Второй концерт нового сезона Российский национальный оркестр вновь посвятил австро-немецкой классике.
После блистательного Мендельсона с Михаилом Плетневым – Шуберт и Брамс, теперь – с Владимиром Юровским, постоянным приглашенным дирижером РНО. Оркестр, с первого выступления продемонстрировавший прекрасную художественную форму, закрепил свой успех.
Первое отделение по традиции было отдано солисту – французу Николя Ангеличу. Ученик Альдо Чикколини, Ивонн Лорио и Мишель Берофф, Ангелич к 40 годам сделал неплохую карьеру, выступая с ведущими оркестрами Франции – Национальным филармоническим оркестром под управлением Марка Минковского, Филармоническим оркестром Радио Франции и Пааво Ярви, Национальным оркестром Лиона и Дэвидом Робертсоном, Национальным оркестром Лилля и Маттиасом Бамертом.
В России артист не в первый раз: он принимал когда-то участие в Конкурсе имени Чайковского, потом здесь гастролировал, играя с Академическим симфоническим оркестром Санкт-Петербургской филармонии под управлением Александра Дмитриева.
В 2003 году пианист дебютировал с Нью-Йоркским филармоническим оркестром под управлением Курта Мазура.

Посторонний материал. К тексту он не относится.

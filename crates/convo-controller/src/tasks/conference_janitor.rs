//! Conference janitor background task.
//!
//! Periodically drops conference records that have no participants and
//! have seen no activity for the configured idle TTL. A later join for the
//! same conversation creates a fresh record with a new epoch.
//!
//! # Graceful Shutdown
//!
//! The task exits when the cancellation token is cancelled. An in-progress
//! sweep finishes first.

use crate::observability::metrics;
use crate::store::ConvoStateStore;
use std::sync::Arc;
use std::time::Duration;
use tokio_util::sync::CancellationToken;
use tracing::{debug, info, instrument, warn};

/// Default sweep interval in seconds.
const DEFAULT_INTERVAL_SECONDS: u64 = 60;

/// Default idle TTL in seconds before an empty conference is evicted.
const DEFAULT_IDLE_TTL_SECONDS: u64 = 300;

#[derive(Debug, Clone)]
pub struct ConferenceJanitorConfig {
    /// Time between sweeps.
    pub interval: Duration,
    /// Minimum idle time before an empty conference is evicted.
    pub idle_ttl: Duration,
}

impl Default for ConferenceJanitorConfig {
    fn default() -> Self {
        Self {
            interval: Duration::from_secs(DEFAULT_INTERVAL_SECONDS),
            idle_ttl: Duration::from_secs(DEFAULT_IDLE_TTL_SECONDS),
        }
    }
}

/// Run the janitor until `cancel_token` is cancelled.
///
/// A zero interval is replaced with the default.
#[instrument(skip_all, name = "convo.task.janitor")]
pub async fn run_conference_janitor(
    store: Arc<ConvoStateStore>,
    config: ConferenceJanitorConfig,
    cancel_token: CancellationToken,
) {
    let period = if config.interval.is_zero() {
        warn!(
            target: "convo.task.janitor",
            default_seconds = DEFAULT_INTERVAL_SECONDS,
            "Zero janitor interval, using default"
        );
        Duration::from_secs(DEFAULT_INTERVAL_SECONDS)
    } else {
        config.interval
    };

    info!(
        target: "convo.task.janitor",
        interval_seconds = period.as_secs(),
        idle_ttl_seconds = config.idle_ttl.as_secs(),
        "Starting conference janitor"
    );

    let mut interval = tokio::time::interval(period);
    // The first tick completes immediately; nothing is idle yet.
    interval.tick().await;

    loop {
        tokio::select! {
            _ = interval.tick() => {
                sweep(&store, config.idle_ttl).await;
            }
            () = cancel_token.cancelled() => {
                info!(
                    target: "convo.task.janitor",
                    "Conference janitor received shutdown signal, exiting"
                );
                break;
            }
        }
    }

    info!(target: "convo.task.janitor", "Conference janitor stopped");
}

pub(crate) async fn sweep(store: &ConvoStateStore, idle_ttl: Duration) -> usize {
    let evicted = store.evict_idle(idle_ttl).await;
    if evicted > 0 {
        metrics::record_conferences_evicted(evicted);
        info!(
            target: "convo.task.janitor",
            evicted,
            remaining = store.conference_count(),
            "Evicted idle conferences"
        );
    } else {
        debug!(target: "convo.task.janitor", "No idle conferences");
    }
    evicted
}

#[cfg(test)]
#[allow(clippy::unwrap_used, clippy::expect_used)]
mod tests {
    use super::*;
    use crate::store::ParticipantState;
    use common::types::{ConversationId, ParticipantId};

    fn convo(bytes: &[u8]) -> ConversationId {
        ConversationId::from_bytes(bytes.to_vec()).unwrap()
    }

    #[test]
    fn test_default_config() {
        let config = ConferenceJanitorConfig::default();
        assert_eq!(config.interval, Duration::from_secs(60));
        assert_eq!(config.idle_ttl, Duration::from_secs(300));
    }

    #[tokio::test(start_paused = true)]
    async fn test_sweep_evicts_only_idle_empty_conferences() {
        let store = ConvoStateStore::new(8, 100);
        let participant = ParticipantId::from_bytes(b"p".to_vec()).unwrap();

        // Empty record
        store.upsert(&convo(b"empty"), |_| ()).await.unwrap();
        // Occupied record
        store
            .upsert(&convo(b"busy"), |state| {
                state.insert_connecting(participant.clone(), 1);
            })
            .await
            .unwrap();
        assert_eq!(store.conference_count(), 2);

        // Not idle long enough yet
        assert_eq!(sweep(&store, Duration::from_secs(300)).await, 0);

        tokio::time::advance(Duration::from_secs(301)).await;
        assert_eq!(sweep(&store, Duration::from_secs(300)).await, 1);
        assert_eq!(store.conference_count(), 1);

        let busy = store.get(&convo(b"busy")).await;
        assert_eq!(busy.participants.len(), 1);
        assert_eq!(
            busy.participants.first().map(|p| p.state),
            Some(ParticipantState::Connecting)
        );
    }

    #[tokio::test(start_paused = true)]
    async fn test_janitor_runs_on_interval_and_stops_on_cancel() {
        let store = Arc::new(ConvoStateStore::new(8, 100));
        store.upsert(&convo(b"idle"), |_| ()).await.unwrap();

        let cancel_token = CancellationToken::new();
        let handle = tokio::spawn(run_conference_janitor(
            Arc::clone(&store),
            ConferenceJanitorConfig {
                interval: Duration::from_secs(10),
                idle_ttl: Duration::from_secs(5),
            },
            cancel_token.clone(),
        ));

        // Past the first real sweep
        tokio::time::sleep(Duration::from_secs(11)).await;
        assert_eq!(store.conference_count(), 0);

        cancel_token.cancel();
        tokio::time::timeout(Duration::from_secs(1), handle)
            .await
            .expect("janitor should exit after cancel")
            .unwrap();
    }

    #[tokio::test(start_paused = true)]
    async fn test_zero_interval_falls_back_to_default() {
        let store = Arc::new(ConvoStateStore::new(8, 100));
        store.upsert(&convo(b"idle"), |_| ()).await.unwrap();

        let cancel_token = CancellationToken::new();
        let handle = tokio::spawn(run_conference_janitor(
            Arc::clone(&store),
            ConferenceJanitorConfig {
                interval: Duration::ZERO,
                idle_ttl: Duration::from_secs(5),
            },
            cancel_token.clone(),
        ));

        // Still sweeping on the default period
        tokio::time::sleep(Duration::from_secs(DEFAULT_INTERVAL_SECONDS + 1)).await;
        assert_eq!(store.conference_count(), 0);

        cancel_token.cancel();
        // A panic inside the task would surface here as a JoinError
        tokio::time::timeout(Duration::from_secs(1), handle)
            .await
            .expect("janitor should exit after cancel")
            .unwrap();
    }
}
//! Convo Controller Service Library
//!
//! Control plane for per-conversation video conferences. Each conversation
//! has at most one conference with a fixed participant capacity. The
//! controller:
//!
//! - Tracks who is CONNECTING or CONNECTED in each conference
//! - Admits participants subject to membership and capacity
//! - Reserves media-server capacity and issues signed connection tokens
//! - Applies leave requests and media-server reports, discarding stale ones
//!
//! # Architecture
//!
//! ```text
//! HTTP (routes, handlers, middleware)
//!   └── ControlPlaneService      validation, deadlines
//!        └── ConferenceRegistrar  join / leave / media events
//!             ├── ConvoStateStore  sharded in-memory conference records
//!             ├── TokenIssuer      HKDF + HMAC-SHA256 connection tokens
//!             └── collaborators    membership, media server, notifications
//! ```
//!
//! # Sequences
//!
//! Every participant entry carries a monotonically increasing sequence.
//! Tokens record the sequence they were issued at, so a leave or media
//! report that refers to an older sequence is ignored. Each conference
//! record also has a random epoch; tokens from an evicted record never
//! match its replacement.
//!
//! # Modules
//!
//! - [`config`] - Service configuration from environment
//! - [`errors`] - Error types and HTTP error envelope
//! - [`store`] - Conference state store
//! - [`registrar`] - Join/leave/media-event state transitions
//! - [`service`] - RPC facade
//! - [`tokens`] - Connection token issue and verify

#![warn(clippy::pedantic)]
#![allow(clippy::module_name_repetitions)]

pub mod collaborators;
pub mod config;
pub mod errors;
pub mod handlers;
pub mod middleware;
pub mod models;
pub mod observability;
pub mod registrar;
pub mod routes;
pub mod service;
pub mod store;
pub mod tasks;
pub mod tokens;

Как солист и ансамблист принимал участие в фестивале в Вербье (Швейцария), а также по личному приглашению Марты Аргерих выступил на ее фестивале в Лугано.

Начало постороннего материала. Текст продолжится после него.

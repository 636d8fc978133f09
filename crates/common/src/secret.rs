//! Secret types for protecting sensitive values from accidental logging.
//!
//! Re-exports the [`secrecy`] types used for the connection-token master
//! secret and for collaborator credentials. `SecretBox<T>` and `SecretString`
//! render as `[REDACTED]` in `Debug`, so any struct deriving `Debug` that
//! holds one is safe to log, and both zeroize their contents on drop.
//!
//! # Example
//!
//! ```rust
//! use common::secret::{ExposeSecret, SecretBox};
//!
//! let master_secret = SecretBox::new(Box::new(vec![0u8; 32]));
//! assert_eq!(master_secret.expose_secret().len(), 32);
//! assert!(format!("{master_secret:?}").contains("REDACTED"));
//! ```
//!
//! Use `SecretString` for values read from configuration (base64 secrets,
//! bearer tokens) and `SecretBox<Vec<u8>>` once they are decoded into key
//! material.

pub use secrecy::{ExposeSecret, SecretBox, SecretString};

Выступив в Москве со Вторым фортепианным концертом Брамса, Ангелич показал себя культурным, чувствующим стиль композитора, умеющим найти общий язык с дирижером и оркестром. Нельзя сказать, что он потряс особой глубиной проникновения в это произведение: его интерпретация была несколько холодноватой и благополучной.
Внутренние переживания, страстность, которая всегда присутствует у Брамса, ощущались чаще в игре оркестра, чем солиста. Да и в звуковом отношении РНО звучал более стильно и разнообразно. Тем не менее концерт благодаря твердой направляющей руке дирижера слушался с интересом.
Однако главным героем вечера стала “Неоконченная симфония” Шуберта, которая предстала в новом обличье: в виде полного четырехчастного цикла, реконструированного композитором Антоном Сафроновым. Ученик Эдисона Денисова по Московской консерватории Сафронов, стажировавшийся в Германии, писал “за Шуберта” по заказу оркестра Баден-Бадена (где и состоялась премьера). Затем эта затея вдохновила Владимира Юровского, с которым Сафронов некогда вместе учился в Мерзляковском училище.
В таких случаях всегда хочется задать вопрос: “А зачем подправлять классиков?” Ведь получив продолжение, “Неоконченная” теряет при этом свой мистический ореол. И если в случае с Десятой симфонией Малера налицо трагическая ситуация, когда композитор хотел написать произведение, но физически не успел, то здесь заявлен эксперимент ради эксперимента.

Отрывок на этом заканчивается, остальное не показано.